Tuesday, July 11, 2023

Emancipated!

Ahhhhhhh!
This is me yesterday, relieved, and feeling emancipated and set free.
Free to live our lives free of my mother's influence, control, meddling, interference, over-stepping boundaries, dividing my hubby and I, over-indulging the 16 YR old, without her interfering in our daily lives anymore, an answer to my prayers.
The Family meeting with the hospital went really well yesterday and she finally relented and agreed to LTC, esp. when she realized it's not much different than being at the hospital with being waited on hand-and-foot, with people at her beck-and-call, and from now on we can all start New Chapters in our lives, and she can still be a part of our lives( and we'll still go and visit her) but no longer interfering and it's honestly much less stressful without her here, and less strife, tension, no fighting, etc.and for the first time in a long  time I feel hope,too, something that I haven't felt in a long, long time, and now I don't have to die anymore,either; my original plan was to kill myself if she came back home; I was just waiting to see The Blacklist finale but now I can hold off for another time as God removed her from the equation instead so I guess for whatever unknown reason He must still want me to live?(or at least for now,anyway)

There were 2 women at the meeting, as well as my mother, my hubby, and I, and at first she balked, insisting she wanted to go home and even when I was honest with her and told her I was suicidal last time and will end up killing myself with the stress if she does come back home she just replied, But that's just you; you don't speak for everyone! (even though it's stressful for everyone)and I said to her, incredously, Don't you even care if I KILL myself? and the other 2 ladies there later told me that it really shocked, concerned, and scared them( and even gave me the number of a crisis centre to call)and they told her she no longer even qualifies for Home Care anymore because that's for people who make an effort and try to improve  and she doesn't co-operate and isn't getting any better but in fact is getting worse and needs LTC now so basically her own behaviour is to blame;she did it to herself. She's still delusional as well and says the "heart surgeon" comes to see her twice a day,too, even though the doctors that come are just Family doctors.

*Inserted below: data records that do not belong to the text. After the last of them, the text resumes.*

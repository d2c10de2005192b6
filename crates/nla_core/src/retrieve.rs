//! The retrieval executor: drive one slot through a full `sd_get` run.
//!
//! A slot with a freshly loaded request gets a restore disk, a listing of
//! its tape-resident files, and a child process. The child's progress log
//! is the completion channel: every `Saving …` line publishes one file by
//! symlinking its logical path to the restored payload. When the child has
//! exited and the log is drained the request is completed, or rewound for
//! another attempt if files are still missing.

use std::collections::HashMap;
use std::fs::{self, File};
use std::io::{BufWriter, Write};
use std::path::{Path, PathBuf};
use std::time::Duration;

use chrono::Utc;
use log::{debug, info, warn};

use crate::{
    allocator::{choose_disk, recompute_used},
    error::{NlaResult, RetrieveErrorKind, StoreErrorKind},
    model::{RestoreDisk, Slot, Stage, TapeFile},
    notify::{IndexUpdater, Notifier},
    resolver::PathResolver,
    store::Store,
    tape::{parse_saved_line, LogTail, SpotCache, TapeClient},
};

/// Grace period before a started request without process details is rewound.
const UNSTARTED_GRACE_SECS: i64 = 120;

/// Everything the executor needs besides the store.
#[derive(Debug)]
pub struct RetrieveSettings {
    pub client: TapeClient,
    /// pause between log polls (10 s in production, short in tests)
    pub poll: Duration,
}

/// The local host name recorded on slots and compared by [`check_happy`].
pub fn local_host() -> String {
    gethostname::gethostname().to_string_lossy().into_owned()
}

/// Process one tick of the retrieval task: rewind unhealthy started slots
/// and drive at most one freshly loaded slot through a retrieval.
///
/// The resolver tables are only fetched when a slot actually needs them.
pub fn run_tick(
    store: &Store,
    settings: &RetrieveSettings,
    notifier: &dyn Notifier,
    index: &dyn IndexUpdater,
    load_resolver: &dyn Fn() -> NlaResult<PathResolver>,
) -> NlaResult<()> {
    let mut resolver = None;
    for slot in store.slots()? {
        if slot.tape_request.is_none() {
            debug!("no request for slot {}", slot.id);
            continue;
        }
        if slot.pid.is_some() {
            debug!("request already active on slot {}", slot.id);
            check_happy(store, &slot)?;
            continue;
        }
        if resolver.is_none() {
            info!("loading storage paths");
            resolver = Some(load_resolver()?);
        }
        if let Some(resolver) = resolver.as_ref() {
            if start_retrieval(store, resolver, settings, notifier, index, &slot)? {
                break;
            }
        }
    }
    Ok(())
}

/// Run the retrieval for a loaded slot. Returns whether a subprocess was
/// actually started (one per tick bounds the work done by each process).
pub fn start_retrieval(
    store: &Store,
    resolver: &PathResolver,
    settings: &RetrieveSettings,
    notifier: &dyn Notifier,
    index: &dyn IndexUpdater,
    slot: &Slot,
) -> NlaResult<bool> {
    let request_id = slot.tape_request.ok_or(RetrieveErrorKind::SlotEmpty(slot.id))?;
    let now = Utc::now();

    let files = store.request_files_in_stages(request_id, &[Stage::OnTape])?;
    if files.is_empty() {
        // nothing left to pull: mark up as finished
        store.set_storaged_start(request_id, Some(now))?;
        complete_request(store, notifier, slot.id, request_id)?;
        return Ok(false);
    }

    let Some(disk) = choose_disk(store, request_id)? else {
        // request stays active and is retried once space frees up
        return Ok(false);
    };
    let mountpoint = PathBuf::from(&disk.mountpoint);
    fs::create_dir_all(&mountpoint)?;

    let (listing_path, to_restore) =
        create_retrieve_listing(store, resolver, settings, request_id, &disk, &files)?;
    if to_restore.is_empty() {
        // none of the files could be confirmed on tape: release the slot
        store.set_slot_request(slot.id, None)?;
        return Ok(false);
    }

    let request = store
        .request_by_id(request_id)?
        .ok_or(StoreErrorKind::NoSuchRequest(request_id))?;
    info!("start request {} on slot {}", request_id, slot.id);

    // started notification, once per request: skipped when a previous
    // attempt already restored something
    if store.count_request_files_in_stages(request_id, &[Stage::Restored])? == 0 {
        let paths: Vec<String> = store
            .request_files(request_id)?
            .into_iter()
            .map(|f| f.logical_path)
            .collect();
        notifier.request_started(&request, &paths);
    }

    let log_path = mountpoint.join(format!("retrieve_log_{request_id}.txt"));
    // an old log would be picked up as progress of this run
    if log_path.exists() {
        fs::remove_file(&log_path)?;
    }

    store.set_storaged_start(request_id, Some(now))?;
    let mut child = settings.client.start_retrieval(&log_path, &mountpoint, &listing_path)?;
    store.set_slot_process(slot.id, child.id(), &local_host(), &disk.mountpoint)?;

    wait_retrieval(
        store,
        settings,
        index,
        request_id,
        &disk,
        &mut child,
        LogTail::new(&log_path),
        &to_restore,
    )?;

    // finished notification once nothing is left to pull for the request
    if store.count_request_files_in_stages(request_id, &[Stage::OnTape, Stage::Restoring])? == 0 {
        let paths: Vec<String> = store
            .request_files(request_id)?
            .into_iter()
            .map(|f| f.logical_path)
            .collect();
        notifier.request_finished(&request, &paths);
    }

    if store.count_request_files_in_stages(request_id, &[Stage::Restoring])? == 0 {
        complete_request(store, notifier, slot.id, request_id)?;
    } else {
        info!("request {request_id} finished on tape side, but not all files retrieved yet");
        redo_request(store, slot.id)?;
    }
    Ok(true)
}

/// Write the listing consumed by `sd_get` and mark the included files as
/// RESTORING on the chosen disk.
///
/// Files whose fileset cannot be resolved or which cannot be confirmed in
/// their spot's `sd_ls` output are skipped, not fatal.
fn create_retrieve_listing(
    store: &Store,
    resolver: &PathResolver,
    settings: &RetrieveSettings,
    request_id: i64,
    disk: &RestoreDisk,
    files: &[TapeFile],
) -> NlaResult<(PathBuf, HashMap<String, TapeFile>)> {
    let listing_path =
        Path::new(&disk.mountpoint).join(format!("retrieve_listing_{request_id}.txt"));
    let mut listing = BufWriter::new(File::create(&listing_path)?);
    let mut to_restore = HashMap::new();
    let mut spots = SpotCache::new(&settings.client);

    for file in files {
        let (_, spot_name) = match resolver.resolve_spot(&file.logical_path) {
            Ok(found) => found,
            Err(err) => {
                warn!("spot name not found for file {}: {err}", file.logical_path);
                continue;
            }
        };
        let tape_side = resolver.tape_side_path(&file.logical_path, settings.client.test_mode)?;
        let Some(entries) = spots.entries(spot_name)? else {
            warn!("spot {spot_name} unknown to the tape system");
            continue;
        };
        let basename = tape_side.rsplit('/').next().unwrap_or(&tape_side);
        if !entries.contains_key(basename) {
            warn!("{tape_side} not present in spot {spot_name}, skipping");
            continue;
        }
        writeln!(listing, "{tape_side}")?;
        store.set_file_stage_and_disk(file.id, Stage::Restoring, Some(disk.id))?;
        _ = to_restore.insert(tape_side, file.clone());
    }
    listing.flush()?;
    Ok((listing_path, to_restore))
}

/// Follow the child process and its log until both are done, publishing a
/// symlink for every file the log reports as saved.
#[allow(clippy::too_many_arguments)]
fn wait_retrieval(
    store: &Store,
    settings: &RetrieveSettings,
    index: &dyn IndexUpdater,
    request_id: i64,
    disk: &RestoreDisk,
    child: &mut std::process::Child,
    mut tail: LogTail,
    to_restore: &HashMap<String, TapeFile>,
) -> NlaResult<()> {
    loop {
        // sleep first, to allow the process to start
        std::thread::sleep(settings.poll);
        let ended = child.try_wait()?.is_some();

        let mut restored = Vec::new();
        for line in tail.poll()? {
            let Some(saved) = parse_saved_line(&line, settings.client.test_mode) else {
                continue;
            };
            let Some(file) = to_restore.get(&saved.archive_path) else {
                warn!("log reports unrequested file {}", saved.archive_path);
                continue;
            };
            match publish_link(&file.logical_path, &saved.local_path) {
                Ok(()) => {
                    store.in_transaction(|store| {
                        store.set_first_on_disk_if_unset(request_id, Utc::now())?;
                        store.set_file_stage_and_disk(file.id, Stage::Restored, Some(disk.id))
                    })?;
                    _ = recompute_used(store, disk.id)?;
                    restored.push(file.logical_path.clone());
                }
                Err(err) => {
                    // file stays RESTORING; the reconciler picks it up
                    warn!(
                        "could not link {} to {}: {err}",
                        file.logical_path, saved.local_path
                    );
                }
            }
        }
        if !restored.is_empty() {
            index.set_locations(&restored, true);
        }
        if ended {
            return Ok(());
        }
    }
}

/// Point the logical path at the restored payload.
///
/// An existing symlink is replaced; an existing real file is a conflict and
/// refused.
pub fn publish_link(logical_path: &str, local_path: &str) -> NlaResult<()> {
    let logical = Path::new(logical_path);
    match fs::symlink_metadata(logical) {
        Ok(meta) if meta.file_type().is_symlink() => fs::remove_file(logical)?,
        Ok(_) => return Err(RetrieveErrorKind::LinkConflict(logical.to_path_buf()).into()),
        Err(err) if err.kind() == std::io::ErrorKind::NotFound => {}
        Err(err) => return Err(err.into()),
    }
    std::os::unix::fs::symlink(local_path, logical)?;
    Ok(())
}

/// Mark the request finished and return its slot to the pool.
pub fn complete_request(
    store: &Store,
    _notifier: &dyn Notifier,
    slot_id: i64,
    request_id: i64,
) -> NlaResult<()> {
    info!("completing request {request_id} on slot {slot_id}");
    let now = Utc::now();
    store.in_transaction(|store| {
        store.set_storaged_end(request_id, Some(now))?;
        store.set_last_on_disk(request_id, Some(now))?;
        store.free_slot(slot_id)
    })
}

/// Rewind a request so it is retried later: RESTORING files go back to
/// ONTAPE, the timing fields are cleared and the slot is freed.
pub fn redo_request(store: &Store, slot_id: i64) -> NlaResult<()> {
    let slot = store
        .slot_by_id(slot_id)?
        .ok_or(StoreErrorKind::NoSuchSlot(slot_id))?;
    let Some(request_id) = slot.tape_request else {
        return store.free_slot(slot_id);
    };
    info!("redoing request {request_id} on slot {slot_id}");
    store.in_transaction(|store| {
        for file in store.request_files_in_stages(request_id, &[Stage::Restoring])? {
            store.set_file_stage_and_disk(file.id, Stage::OnTape, None)?;
        }
        store.set_storaged_start(request_id, None)?;
        store.set_storaged_end(request_id, None)?;
        store.free_slot(slot_id)
    })
}

/// Check a started slot and rewind it if its retrieval process is gone.
///
/// A slot started on another host is left alone; a slot with no recorded
/// process details gets a grace period before being rewound.
pub fn check_happy(store: &Store, slot: &Slot) -> NlaResult<()> {
    let Some(request_id) = slot.tape_request else {
        return Ok(());
    };
    let request = store
        .request_by_id(request_id)?
        .ok_or(StoreErrorKind::NoSuchRequest(request_id))?;
    let Some(started) = request.storaged_start else {
        debug!("slot {}: not started yet, nothing to correct", slot.id);
        return Ok(());
    };

    if slot.pid.is_none() || slot.host.is_none() {
        if (Utc::now() - started).num_seconds() > UNSTARTED_GRACE_SECS {
            info!("slot {}: no pid or host recorded {UNSTARTED_GRACE_SECS}s after start, rewinding", slot.id);
            return redo_request(store, slot.id);
        }
        return Ok(());
    }
    if slot.host.as_deref() != Some(local_host().as_str()) {
        debug!("slot {}: started on another host, leaving alone", slot.id);
        return Ok(());
    }
    let pid = slot.pid.unwrap_or_default();
    if Path::new(&format!("/proc/{pid}")).exists() {
        debug!("slot {}: pid {pid} still running", slot.id);
        return Ok(());
    }
    info!("slot {}: pid {pid} not running, rewinding request {request_id}", slot.id);
    redo_request(store, slot.id)
}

My mother also said she was so stressed and I told her, You know what really helps for stress? Smoking weed? You know what you need? To smoke a big fat doobie!  and the ladies cracked-up laughing and my hubby said, ....or other things,like Mindfulness, or meditation...I just hope now that nothing ruins it, like her changing her mind or they refuse to admit her since she doesn't have the Covid vaccine( hopefully that's all over now and they won't even mention it, plus she's already had  Covid anyway and should be immune or she can just say she had it) so now my hubby and I go and check out various Homes and my mother had better start being nicer  to me too because I get to choose her Nursing Home and if she's not nice I'll send her somewhere where they serve fish and play redneck country music! 😂Luckily for us as well it's covered by her pension and the gov't makes up the rest of the cost, but now my hubby will also have to make up the remainder of the $$$ for our  expenses( groceries, property taxes and bills I can't cover all of) that she used to pay for so now our deadbeat kids will have to finally pay off their own student loans instead of ditching my hubby with it( since he co-signed their loans; a bad idea) because now he needs the $$$$ to pay our bills and so we don't lose the house!

They said the average wait is weeks to months as well(it used to be years) but luckily in the meantime they'll still be keeping her in the hospital( thank God!) and NOT sending her back home like I was afraid of, but if she didn't agree to go they'd have no choice but to send her back home as they can't "force" her to go, and that would have been The End of me because I just can't cope, although I'm probably dying soon anyway with whatever medical thing is going on with me, so that will be a New Beginning for all of us then; her in LTC, me on the Other Side, and my hubby and the boys selling the house once I'm gone and moving into a smaller place, so we all get to start over. Yesterday Buddy was also waiting for me to come back sitting by the front door, and I also saw the first Monarch butterfly of the season as well as my Angel Bird; the bright red cardinal that I think is a sign from Heaven, either sent by God, the Holy Spirit, my Guardian Angel or someone watching over for me in Heaven  to give me reassurance.

No matter how big and strong you may be we all need a little help. Remember even a gigantic cruise ship needs a small tug boat to guide it.